Work to be completed: Reproduce only the lines of the material below that start at the line containing "let msg = e.to_string();" and stop at the line containing "use tracing::info;". Keep both end lines.

Dataset content:
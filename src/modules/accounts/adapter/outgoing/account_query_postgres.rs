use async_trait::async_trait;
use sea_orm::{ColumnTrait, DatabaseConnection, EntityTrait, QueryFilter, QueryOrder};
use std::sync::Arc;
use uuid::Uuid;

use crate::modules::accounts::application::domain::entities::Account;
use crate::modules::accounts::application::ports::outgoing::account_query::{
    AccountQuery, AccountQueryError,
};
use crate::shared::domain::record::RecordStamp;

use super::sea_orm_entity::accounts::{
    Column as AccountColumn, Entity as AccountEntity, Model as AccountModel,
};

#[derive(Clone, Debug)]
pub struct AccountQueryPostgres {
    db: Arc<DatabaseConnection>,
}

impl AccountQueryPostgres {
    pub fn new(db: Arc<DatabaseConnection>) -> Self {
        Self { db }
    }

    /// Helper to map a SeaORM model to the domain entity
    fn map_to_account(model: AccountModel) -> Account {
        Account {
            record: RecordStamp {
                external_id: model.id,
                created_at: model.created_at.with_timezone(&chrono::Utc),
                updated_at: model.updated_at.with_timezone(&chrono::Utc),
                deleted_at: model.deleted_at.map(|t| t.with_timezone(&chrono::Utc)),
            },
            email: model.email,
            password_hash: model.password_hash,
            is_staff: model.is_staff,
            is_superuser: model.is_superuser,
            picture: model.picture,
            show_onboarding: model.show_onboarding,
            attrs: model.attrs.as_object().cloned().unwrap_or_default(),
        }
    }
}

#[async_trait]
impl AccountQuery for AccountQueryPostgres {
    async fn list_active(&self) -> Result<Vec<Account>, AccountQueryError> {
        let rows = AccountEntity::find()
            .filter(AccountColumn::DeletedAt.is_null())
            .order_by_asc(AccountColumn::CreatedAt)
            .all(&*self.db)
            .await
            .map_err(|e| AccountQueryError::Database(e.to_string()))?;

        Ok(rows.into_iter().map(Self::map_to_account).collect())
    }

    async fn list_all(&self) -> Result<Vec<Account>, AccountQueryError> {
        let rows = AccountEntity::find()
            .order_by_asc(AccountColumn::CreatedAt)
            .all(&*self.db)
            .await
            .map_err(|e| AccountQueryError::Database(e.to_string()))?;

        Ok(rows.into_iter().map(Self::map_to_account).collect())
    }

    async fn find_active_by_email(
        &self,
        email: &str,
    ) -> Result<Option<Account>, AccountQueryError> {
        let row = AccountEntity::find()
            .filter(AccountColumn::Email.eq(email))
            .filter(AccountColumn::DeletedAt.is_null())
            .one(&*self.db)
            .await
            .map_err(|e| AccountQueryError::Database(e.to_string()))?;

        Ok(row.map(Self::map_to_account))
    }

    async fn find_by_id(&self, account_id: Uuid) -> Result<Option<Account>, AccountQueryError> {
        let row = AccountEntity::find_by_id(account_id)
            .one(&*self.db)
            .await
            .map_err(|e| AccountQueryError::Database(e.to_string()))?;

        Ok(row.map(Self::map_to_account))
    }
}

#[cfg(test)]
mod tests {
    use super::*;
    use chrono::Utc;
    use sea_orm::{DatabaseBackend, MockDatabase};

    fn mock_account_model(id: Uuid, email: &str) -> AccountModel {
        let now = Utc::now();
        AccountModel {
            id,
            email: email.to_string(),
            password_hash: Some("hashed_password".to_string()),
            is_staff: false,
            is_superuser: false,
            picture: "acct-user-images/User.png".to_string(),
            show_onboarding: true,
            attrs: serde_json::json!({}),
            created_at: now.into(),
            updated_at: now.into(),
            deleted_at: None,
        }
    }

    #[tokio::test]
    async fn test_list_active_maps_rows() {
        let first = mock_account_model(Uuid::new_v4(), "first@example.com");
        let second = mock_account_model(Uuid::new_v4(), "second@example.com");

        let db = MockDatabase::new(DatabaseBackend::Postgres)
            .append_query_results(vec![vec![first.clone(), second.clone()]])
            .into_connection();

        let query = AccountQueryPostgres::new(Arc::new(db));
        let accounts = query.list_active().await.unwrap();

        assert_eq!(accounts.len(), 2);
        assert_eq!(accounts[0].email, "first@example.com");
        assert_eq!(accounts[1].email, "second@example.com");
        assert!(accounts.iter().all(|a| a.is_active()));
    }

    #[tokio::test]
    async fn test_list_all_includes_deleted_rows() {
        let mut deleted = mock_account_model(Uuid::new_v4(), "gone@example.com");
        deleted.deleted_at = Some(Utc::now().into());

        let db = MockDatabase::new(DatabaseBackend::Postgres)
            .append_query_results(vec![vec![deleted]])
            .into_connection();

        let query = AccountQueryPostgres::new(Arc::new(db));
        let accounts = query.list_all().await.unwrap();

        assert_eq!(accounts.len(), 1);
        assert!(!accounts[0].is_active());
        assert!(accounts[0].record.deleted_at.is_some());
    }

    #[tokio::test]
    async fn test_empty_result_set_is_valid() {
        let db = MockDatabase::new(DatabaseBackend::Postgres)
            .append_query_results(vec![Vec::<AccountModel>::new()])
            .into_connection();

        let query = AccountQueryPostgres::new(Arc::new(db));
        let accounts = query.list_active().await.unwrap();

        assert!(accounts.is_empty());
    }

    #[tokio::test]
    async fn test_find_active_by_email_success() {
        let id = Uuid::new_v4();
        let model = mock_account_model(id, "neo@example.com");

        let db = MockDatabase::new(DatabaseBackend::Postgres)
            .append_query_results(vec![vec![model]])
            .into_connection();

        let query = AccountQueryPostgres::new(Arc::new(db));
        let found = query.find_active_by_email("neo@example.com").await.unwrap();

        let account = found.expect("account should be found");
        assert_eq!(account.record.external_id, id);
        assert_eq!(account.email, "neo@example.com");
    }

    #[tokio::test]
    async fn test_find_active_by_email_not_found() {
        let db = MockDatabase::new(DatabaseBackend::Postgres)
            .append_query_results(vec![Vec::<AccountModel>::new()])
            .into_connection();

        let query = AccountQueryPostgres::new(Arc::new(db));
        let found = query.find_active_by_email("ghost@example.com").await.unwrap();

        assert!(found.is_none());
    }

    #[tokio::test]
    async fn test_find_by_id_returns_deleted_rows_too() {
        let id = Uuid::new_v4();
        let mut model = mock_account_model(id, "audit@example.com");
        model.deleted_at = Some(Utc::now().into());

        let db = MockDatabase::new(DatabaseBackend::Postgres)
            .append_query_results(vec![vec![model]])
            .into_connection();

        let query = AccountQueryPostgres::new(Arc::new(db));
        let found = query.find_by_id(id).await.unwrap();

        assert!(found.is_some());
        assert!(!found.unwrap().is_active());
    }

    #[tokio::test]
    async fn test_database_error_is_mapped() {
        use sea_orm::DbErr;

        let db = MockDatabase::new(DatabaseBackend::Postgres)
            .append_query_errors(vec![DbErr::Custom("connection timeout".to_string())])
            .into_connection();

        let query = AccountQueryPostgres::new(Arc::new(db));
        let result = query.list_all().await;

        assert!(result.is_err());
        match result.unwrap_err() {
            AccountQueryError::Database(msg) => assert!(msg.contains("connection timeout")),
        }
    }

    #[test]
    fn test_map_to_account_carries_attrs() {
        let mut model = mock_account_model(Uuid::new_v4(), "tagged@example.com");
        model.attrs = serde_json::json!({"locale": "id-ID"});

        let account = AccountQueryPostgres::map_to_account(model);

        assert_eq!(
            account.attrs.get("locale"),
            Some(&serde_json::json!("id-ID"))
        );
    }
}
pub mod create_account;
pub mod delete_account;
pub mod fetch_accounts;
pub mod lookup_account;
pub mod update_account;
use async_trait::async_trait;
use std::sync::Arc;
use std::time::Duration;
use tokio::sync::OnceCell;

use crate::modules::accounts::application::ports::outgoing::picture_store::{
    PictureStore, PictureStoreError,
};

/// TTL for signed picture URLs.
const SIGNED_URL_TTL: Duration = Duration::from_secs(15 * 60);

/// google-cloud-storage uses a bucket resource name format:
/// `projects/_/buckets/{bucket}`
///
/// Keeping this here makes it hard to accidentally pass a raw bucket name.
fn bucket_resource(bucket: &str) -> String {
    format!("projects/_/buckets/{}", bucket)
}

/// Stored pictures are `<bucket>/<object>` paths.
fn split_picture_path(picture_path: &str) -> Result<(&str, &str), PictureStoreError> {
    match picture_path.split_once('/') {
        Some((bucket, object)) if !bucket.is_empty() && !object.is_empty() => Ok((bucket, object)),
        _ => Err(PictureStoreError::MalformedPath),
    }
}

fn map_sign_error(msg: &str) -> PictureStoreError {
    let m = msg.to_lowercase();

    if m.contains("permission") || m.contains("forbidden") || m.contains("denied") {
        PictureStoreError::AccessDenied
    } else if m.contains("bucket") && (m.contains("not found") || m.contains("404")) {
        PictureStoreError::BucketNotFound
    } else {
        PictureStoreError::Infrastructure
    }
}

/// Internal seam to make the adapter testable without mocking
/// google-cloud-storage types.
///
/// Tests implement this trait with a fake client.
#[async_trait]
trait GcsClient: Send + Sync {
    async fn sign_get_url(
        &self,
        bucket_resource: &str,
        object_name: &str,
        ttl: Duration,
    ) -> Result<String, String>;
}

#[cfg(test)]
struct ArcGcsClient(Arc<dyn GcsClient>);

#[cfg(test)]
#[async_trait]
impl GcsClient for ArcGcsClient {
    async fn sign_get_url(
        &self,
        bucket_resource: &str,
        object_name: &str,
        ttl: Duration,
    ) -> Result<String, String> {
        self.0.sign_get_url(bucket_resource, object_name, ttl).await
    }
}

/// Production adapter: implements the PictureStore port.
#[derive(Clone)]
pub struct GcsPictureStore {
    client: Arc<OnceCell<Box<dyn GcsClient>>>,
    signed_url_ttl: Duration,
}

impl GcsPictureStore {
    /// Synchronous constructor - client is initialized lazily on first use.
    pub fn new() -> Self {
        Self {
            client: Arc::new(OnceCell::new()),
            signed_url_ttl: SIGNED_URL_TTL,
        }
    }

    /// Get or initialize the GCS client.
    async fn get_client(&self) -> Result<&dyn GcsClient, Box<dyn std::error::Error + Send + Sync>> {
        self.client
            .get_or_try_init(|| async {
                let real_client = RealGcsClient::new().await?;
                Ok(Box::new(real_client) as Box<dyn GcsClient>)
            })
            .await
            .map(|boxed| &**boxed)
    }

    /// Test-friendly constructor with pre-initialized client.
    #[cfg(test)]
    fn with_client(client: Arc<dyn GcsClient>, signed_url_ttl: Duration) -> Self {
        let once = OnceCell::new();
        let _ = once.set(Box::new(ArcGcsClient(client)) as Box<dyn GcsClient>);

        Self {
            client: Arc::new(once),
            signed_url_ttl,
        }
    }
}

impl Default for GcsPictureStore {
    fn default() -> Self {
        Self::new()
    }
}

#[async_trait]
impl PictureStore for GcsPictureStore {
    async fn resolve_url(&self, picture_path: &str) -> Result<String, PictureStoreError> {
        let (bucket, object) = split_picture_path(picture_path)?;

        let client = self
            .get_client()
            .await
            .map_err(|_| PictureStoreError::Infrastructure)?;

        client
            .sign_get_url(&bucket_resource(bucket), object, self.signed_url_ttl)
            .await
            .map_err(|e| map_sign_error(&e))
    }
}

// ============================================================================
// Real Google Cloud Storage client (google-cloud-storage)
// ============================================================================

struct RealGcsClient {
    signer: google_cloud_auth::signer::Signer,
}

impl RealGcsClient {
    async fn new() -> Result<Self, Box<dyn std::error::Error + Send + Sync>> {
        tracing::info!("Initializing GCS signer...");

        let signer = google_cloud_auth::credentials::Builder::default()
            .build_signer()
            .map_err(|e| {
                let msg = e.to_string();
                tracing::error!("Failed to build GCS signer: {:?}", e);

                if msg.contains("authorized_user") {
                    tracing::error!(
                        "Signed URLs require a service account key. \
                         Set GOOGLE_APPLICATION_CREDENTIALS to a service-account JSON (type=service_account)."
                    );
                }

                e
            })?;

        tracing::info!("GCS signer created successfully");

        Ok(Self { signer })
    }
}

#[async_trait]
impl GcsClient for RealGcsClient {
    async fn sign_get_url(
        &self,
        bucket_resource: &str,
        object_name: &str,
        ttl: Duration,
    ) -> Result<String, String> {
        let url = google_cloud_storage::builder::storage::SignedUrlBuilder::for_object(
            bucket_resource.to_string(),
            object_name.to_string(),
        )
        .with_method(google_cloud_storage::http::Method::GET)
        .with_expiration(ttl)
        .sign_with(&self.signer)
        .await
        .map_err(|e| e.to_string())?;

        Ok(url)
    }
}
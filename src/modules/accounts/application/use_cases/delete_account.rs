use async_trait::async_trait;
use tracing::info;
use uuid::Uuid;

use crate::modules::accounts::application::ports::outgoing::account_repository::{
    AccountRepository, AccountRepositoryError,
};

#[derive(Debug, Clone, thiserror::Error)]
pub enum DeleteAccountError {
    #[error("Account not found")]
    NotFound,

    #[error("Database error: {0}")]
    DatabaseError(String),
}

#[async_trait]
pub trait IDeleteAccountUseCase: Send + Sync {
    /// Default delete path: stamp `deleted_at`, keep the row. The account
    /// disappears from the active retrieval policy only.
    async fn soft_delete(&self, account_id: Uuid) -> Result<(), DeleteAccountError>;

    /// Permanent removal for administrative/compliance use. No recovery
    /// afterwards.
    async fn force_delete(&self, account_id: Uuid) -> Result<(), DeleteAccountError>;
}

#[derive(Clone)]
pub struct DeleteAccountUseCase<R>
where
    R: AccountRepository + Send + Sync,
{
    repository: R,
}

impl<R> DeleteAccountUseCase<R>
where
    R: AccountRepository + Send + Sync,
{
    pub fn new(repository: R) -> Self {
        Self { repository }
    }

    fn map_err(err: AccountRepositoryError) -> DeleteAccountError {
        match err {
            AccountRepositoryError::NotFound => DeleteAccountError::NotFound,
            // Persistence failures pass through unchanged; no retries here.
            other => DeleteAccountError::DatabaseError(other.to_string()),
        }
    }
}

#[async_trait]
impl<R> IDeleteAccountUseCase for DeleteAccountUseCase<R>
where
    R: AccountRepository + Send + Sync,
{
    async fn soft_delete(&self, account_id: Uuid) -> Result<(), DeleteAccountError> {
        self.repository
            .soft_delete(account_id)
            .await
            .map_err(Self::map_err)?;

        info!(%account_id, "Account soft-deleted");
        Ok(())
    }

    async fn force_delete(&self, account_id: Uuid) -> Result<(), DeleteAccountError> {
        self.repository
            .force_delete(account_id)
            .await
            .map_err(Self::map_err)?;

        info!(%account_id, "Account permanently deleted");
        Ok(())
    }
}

Task output:
                let msg = e.to_string();
                tracing::error!("Failed to build GCS signer: {:?}", e);

                if msg.contains("authorized_user") {
                    tracing::error!(
                        "Signed URLs require a service account key. \
                         Set GOOGLE_APPLICATION_CREDENTIALS to a service-account JSON (type=service_account)."
                    );
                }

                e
            })?;

        tracing::info!("GCS signer created successfully");

        Ok(Self { signer })
    }
}

#[async_trait]
impl GcsClient for RealGcsClient {
    async fn sign_get_url(
        &self,
        bucket_resource: &str,
        object_name: &str,
        ttl: Duration,
    ) -> Result<String, String> {
        let url = google_cloud_storage::builder::storage::SignedUrlBuilder::for_object(
            bucket_resource.to_string(),
            object_name.to_string(),
        )
        .with_method(google_cloud_storage::http::Method::GET)
        .with_expiration(ttl)
        .sign_with(&self.signer)
        .await
        .map_err(|e| e.to_string())?;

        Ok(url)
    }
}
filename src/modules/accounts/application/use_cases/delete_account.rs
use async_trait::async_trait;
use tracing::info;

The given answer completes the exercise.